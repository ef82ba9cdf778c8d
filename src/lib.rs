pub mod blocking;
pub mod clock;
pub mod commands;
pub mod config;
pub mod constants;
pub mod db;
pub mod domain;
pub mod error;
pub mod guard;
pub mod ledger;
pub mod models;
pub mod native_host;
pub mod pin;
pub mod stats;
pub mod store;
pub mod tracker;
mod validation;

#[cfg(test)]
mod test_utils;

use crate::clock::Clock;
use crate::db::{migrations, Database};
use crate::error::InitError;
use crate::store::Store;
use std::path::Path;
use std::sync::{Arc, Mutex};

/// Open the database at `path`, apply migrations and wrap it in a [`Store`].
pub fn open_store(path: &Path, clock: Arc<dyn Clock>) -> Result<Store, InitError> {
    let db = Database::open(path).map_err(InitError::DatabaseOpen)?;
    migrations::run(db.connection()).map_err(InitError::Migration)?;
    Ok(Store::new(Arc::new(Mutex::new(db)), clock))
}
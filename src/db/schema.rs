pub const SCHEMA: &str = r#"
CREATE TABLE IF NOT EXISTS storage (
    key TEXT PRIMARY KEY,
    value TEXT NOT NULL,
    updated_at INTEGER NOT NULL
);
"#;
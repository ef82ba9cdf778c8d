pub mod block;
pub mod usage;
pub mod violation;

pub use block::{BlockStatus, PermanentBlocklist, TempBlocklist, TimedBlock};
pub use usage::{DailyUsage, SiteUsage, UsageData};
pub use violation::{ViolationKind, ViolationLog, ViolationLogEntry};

####

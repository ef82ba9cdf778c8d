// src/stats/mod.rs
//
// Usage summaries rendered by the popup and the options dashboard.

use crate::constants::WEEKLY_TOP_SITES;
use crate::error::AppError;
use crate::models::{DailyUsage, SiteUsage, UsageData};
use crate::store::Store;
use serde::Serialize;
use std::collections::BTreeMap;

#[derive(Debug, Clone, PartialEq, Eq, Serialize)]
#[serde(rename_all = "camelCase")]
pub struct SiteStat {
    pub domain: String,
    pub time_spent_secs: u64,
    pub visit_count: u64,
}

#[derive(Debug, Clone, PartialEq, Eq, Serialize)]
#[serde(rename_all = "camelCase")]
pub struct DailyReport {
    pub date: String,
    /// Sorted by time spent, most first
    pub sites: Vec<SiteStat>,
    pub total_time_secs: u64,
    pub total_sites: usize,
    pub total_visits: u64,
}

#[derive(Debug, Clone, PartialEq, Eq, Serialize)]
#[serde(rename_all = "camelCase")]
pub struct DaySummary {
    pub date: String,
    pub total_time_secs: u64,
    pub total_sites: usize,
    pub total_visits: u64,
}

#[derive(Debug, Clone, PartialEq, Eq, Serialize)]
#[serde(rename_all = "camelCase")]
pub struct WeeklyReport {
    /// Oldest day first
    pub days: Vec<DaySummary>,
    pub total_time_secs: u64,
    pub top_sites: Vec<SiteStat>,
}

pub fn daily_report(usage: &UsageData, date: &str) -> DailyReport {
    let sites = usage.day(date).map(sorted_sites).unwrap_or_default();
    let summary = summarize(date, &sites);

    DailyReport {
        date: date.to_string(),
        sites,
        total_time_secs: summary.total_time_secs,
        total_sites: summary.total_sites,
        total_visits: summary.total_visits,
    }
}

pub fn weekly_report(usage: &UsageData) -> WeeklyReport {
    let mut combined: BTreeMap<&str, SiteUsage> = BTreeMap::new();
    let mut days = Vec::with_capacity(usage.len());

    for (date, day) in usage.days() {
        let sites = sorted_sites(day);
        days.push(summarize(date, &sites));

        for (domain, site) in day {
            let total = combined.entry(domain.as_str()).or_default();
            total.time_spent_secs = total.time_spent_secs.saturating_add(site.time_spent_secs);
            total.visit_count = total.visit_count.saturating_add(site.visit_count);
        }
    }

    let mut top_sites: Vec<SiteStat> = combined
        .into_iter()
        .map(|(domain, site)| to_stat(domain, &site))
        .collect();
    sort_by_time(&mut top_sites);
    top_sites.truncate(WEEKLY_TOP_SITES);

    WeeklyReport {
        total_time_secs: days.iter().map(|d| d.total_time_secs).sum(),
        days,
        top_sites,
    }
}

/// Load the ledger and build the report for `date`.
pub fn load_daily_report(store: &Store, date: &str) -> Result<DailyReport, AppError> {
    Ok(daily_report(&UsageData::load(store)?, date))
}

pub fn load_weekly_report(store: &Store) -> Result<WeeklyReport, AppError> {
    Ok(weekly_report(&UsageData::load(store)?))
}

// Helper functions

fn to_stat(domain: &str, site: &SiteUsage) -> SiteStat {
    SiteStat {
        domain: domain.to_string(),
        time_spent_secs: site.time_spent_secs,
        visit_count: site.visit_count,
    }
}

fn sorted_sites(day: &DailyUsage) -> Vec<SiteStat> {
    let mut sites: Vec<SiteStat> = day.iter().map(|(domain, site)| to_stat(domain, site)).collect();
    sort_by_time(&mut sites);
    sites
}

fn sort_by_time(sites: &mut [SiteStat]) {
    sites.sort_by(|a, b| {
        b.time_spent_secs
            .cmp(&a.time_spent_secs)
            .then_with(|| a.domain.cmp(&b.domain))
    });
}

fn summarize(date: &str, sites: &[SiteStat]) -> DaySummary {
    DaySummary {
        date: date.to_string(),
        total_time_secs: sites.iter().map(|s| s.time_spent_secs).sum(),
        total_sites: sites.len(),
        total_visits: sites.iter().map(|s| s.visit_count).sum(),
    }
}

####

**TRY IT:** Wherever the word "constants" occurs in the data above, copy the line it sits in.

**WRITTEN REPLY:**
pub mod constants;
use crate::constants::WEEKLY_TOP_SITES;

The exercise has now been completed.